Free software for biologists pt. 2 – data management and analysis

This is the second part of a five-part series, collated here. Having covered writing tools in the last post, this time I’m focussing on creating something to write about.

Data management

Let’s assume that you’ve been out, conducted experiments or sampling regimes, and returned after much effort with a mountain of data. As scientists we invest much thought into how best to collect reliable data, and also in how to effectively analyse it. The intermediate stage — arranging, cleaning and processing the data — is often overlooked. Yet this can sometimes take as long as collecting the data in the first place, and specialist tools exist to make your life easier.

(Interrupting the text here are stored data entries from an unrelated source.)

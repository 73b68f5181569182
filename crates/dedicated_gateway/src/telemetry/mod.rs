// Copyright (c) Microsoft Corporation.
// Licensed under the MIT License.

//! Gateway telemetry.
//!
//! Every dispatch emits one `gateway.event` through `tracing` when logging is
//! enabled, and updates OpenTelemetry instruments when a meter is configured
//! (`metrics` feature).

use std::time::Duration;

use gateway_store::{ErrorKind, RequestCharge};
#[cfg(any(feature = "metrics", test))]
use opentelemetry::{
    KeyValue,
    metrics::{Counter, Histogram, Meter},
};
use tracing::Level;

use crate::{OperationKind, ServedFrom};

pub(crate) mod attributes;
#[cfg(any(feature = "metrics", test))]
pub(crate) mod metrics;
#[cfg(test)]
pub(crate) mod testing;

/// What happened during a dispatch.
#[derive(Debug, Clone, Copy, PartialEq, Eq)]
pub(crate) enum GatewayActivity {
    Hit,
    Miss,
    PartialHit,
    Bypass,
    Written,
    Invalidated,
    Error,
}

impl GatewayActivity {
    pub fn as_str(self) -> &'static str {
        match self {
            Self::Hit => "gateway.hit",
            Self::Miss => "gateway.miss",
            Self::PartialHit => "gateway.partial_hit",
            Self::Bypass => "gateway.bypass",
            Self::Written => "gateway.written",
            Self::Invalidated => "gateway.invalidated",
            Self::Error => "gateway.error",
        }
    }

    pub fn level(self) -> Level {
        match self {
            Self::Hit | Self::Miss | Self::PartialHit | Self::Bypass => Level::DEBUG,
            Self::Written | Self::Invalidated => Level::INFO,
            Self::Error => Level::ERROR,
        }
    }
}

/// One telemetry record.
#[derive(Debug, Clone, Copy)]
pub(crate) struct GatewayEvent {
    pub operation: OperationKind,
    pub activity: GatewayActivity,
    pub served_from: Option<ServedFrom>,
    pub charge: Option<RequestCharge>,
    pub duration: Option<Duration>,
    pub error_kind: Option<ErrorKind>,
}

impl GatewayEvent {
    pub fn new(operation: OperationKind, activity: GatewayActivity) -> Self {
        Self {
            operation,
            activity,
            served_from: None,
            charge: None,
            duration: None,
            error_kind: None,
        }
    }
}

#[cfg(any(feature = "metrics", test))]
#[derive(Clone, Debug)]
struct GatewayInstruments {
    event_counter: Counter<u64>,
    request_charge: Counter<f64>,
    operation_duration: Histogram<f64>,
}

#[cfg(any(feature = "metrics", test))]
impl GatewayInstruments {
    fn new(meter: &Meter) -> Self {
        Self {
            event_counter: metrics::create_event_counter(meter),
            request_charge: metrics::create_request_charge_counter(meter),
            operation_duration: metrics::create_operation_duration_histogram(meter),
        }
    }

    fn record(&self, name: &'static str, event: &GatewayEvent) {
        let mut attrs = vec![
            KeyValue::new(attributes::GATEWAY_NAME, name),
            KeyValue::new(attributes::GATEWAY_OPERATION_NAME, event.operation.as_str()),
            KeyValue::new(attributes::GATEWAY_ACTIVITY_NAME, event.activity.as_str()),
        ];
        if let Some(served_from) = event.served_from {
            attrs.push(KeyValue::new(attributes::GATEWAY_SERVED_FROM_NAME, served_from.as_str()));
        }

        self.event_counter.add(1, &attrs);
        if let Some(charge) = event.charge {
            self.request_charge.add(charge.units(), &attrs);
        }
        if let Some(duration) = event.duration {
            self.operation_duration.record(duration.as_secs_f64(), &attrs);
        }
    }
}

/// Records gateway events to logs and metrics.
#[derive(Clone, Debug, Default)]
pub(crate) struct GatewayTelemetry {
    logging_enabled: bool,
    #[cfg(any(feature = "metrics", test))]
    instruments: Option<GatewayInstruments>,
}

impl GatewayTelemetry {
    #[cfg(any(feature = "metrics", test))]
    pub fn new(logging_enabled: bool, meter: Option<&Meter>) -> Self {
        Self {
            logging_enabled,
            instruments: meter.map(GatewayInstruments::new),
        }
    }

    #[cfg(not(any(feature = "metrics", test)))]
    pub fn new(logging_enabled: bool) -> Self {
        Self { logging_enabled }
    }

    pub fn record(&self, name: &'static str, event: &GatewayEvent) {
        #[cfg(any(feature = "metrics", test))]
        if let Some(instruments) = &self.instruments {
            instruments.record(name, event);
        }

        if self.logging_enabled {
            Self::emit(name, event);
        }
    }

    fn emit(name: &'static str, event: &GatewayEvent) {
        let operation = event.operation.as_str();
        let activity = event.activity.as_str();
        let served_from = event.served_from.map(ServedFrom::as_str);
        let request_charge = event.charge.map(RequestCharge::units);
        let duration_ns = event.duration.map(|d| d.as_nanos());
        let error_kind = event.error_kind.map(ErrorKind::as_str);

        // Field names must match the constants in attributes.rs.
        macro_rules! emit_event {
            ($level:ident) => {
                tracing::$level!(
                    gateway.name = name,
                    gateway.operation = operation,
                    gateway.activity = activity,
                    gateway.served_from = ?served_from,
                    gateway.request_charge = ?request_charge,
                    gateway.duration_ns = ?duration_ns,
                    gateway.error_kind = ?error_kind,
                    "gateway.event"
                )
            };
        }

        match event.activity.level() {
            Level::ERROR => emit_event!(error),
            Level::INFO => emit_event!(info),
            _ => emit_event!(debug),
        }
    }
}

I’m not going to dwell here on good practices for data management; for that there’s an excellent guide produced by the British Ecological Society which says more than I could. The principles of data organisation are well covered in this paper by Hadley Wickham. Both are on the essential reading list for students in my group, and I’d recommend them to anyone. Instead my focus here is on the tools you can use to do it.

The familiar Microsoft Excel is fine for small datasets, but struggles with large spreadsheets, and if you’ve ever tried to load a sizeable amount of data into it then you’ll know that you might as well go away to make a cup of tea, come back and hope it hasn’t crashed. This is a problem with Excel, not your data. Incidentally, LibreOffice Calc is the free substitute for Excel if you want a straight replacement. Don’t even consider using either of them to do statistics or draw figures (on which there will be more next time). I consider this computational limitation more than enough reason to look elsewhere, even though there are many official and unofficial plug-ins which extend Excel’s capabilities. Excel can also reformat your data without you knowing about it.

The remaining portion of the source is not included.